# WHAT THE EXERCISE ASKS
Find and copy each line of the records where the string "main" shows up.
—————
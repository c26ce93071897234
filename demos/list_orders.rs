//! Example: Listing sell orders and payout outlets.
//!
//! Run with: cargo run --example list_orders

use std::sync::Arc;

use coinsph_api_client::auth::EnvCredentials;
use coinsph_api_client::rest::{CoinsRestClient, Filters};

#[tokio::main]
async fn main() -> Result<(), Box<dyn std::error::Error>> {
    tracing_subscriber::fmt()
        .with_env_filter(tracing_subscriber::EnvFilter::from_default_env())
        .init();
    let _ = dotenv::dotenv();

    let credentials = match EnvCredentials::try_from_env() {
        Some(creds) => Arc::new(creds),
        None => {
            println!("Set COINSPH_API_TOKEN to run this example.");
            return Ok(());
        }
    };
    let client = CoinsRestClient::builder().credentials(credentials).build();

    // Defaults to limit=10&offset=0.
    let orders = client.list("sellorder", None, &Filters::new()).await?;
    println!("Sell orders: {}", orders["orders"]);

    let outlets = client
        .list_payout_outlets(&Filters::new().with("limit", 5))
        .await?;
    println!("Payout outlets: {}", outlets["payout-outlets"]);

    Ok(())
}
—————
# ANSWER BOX
#[tokio::main]
async fn main() -> Result<(), Box<dyn std::error::Error>> {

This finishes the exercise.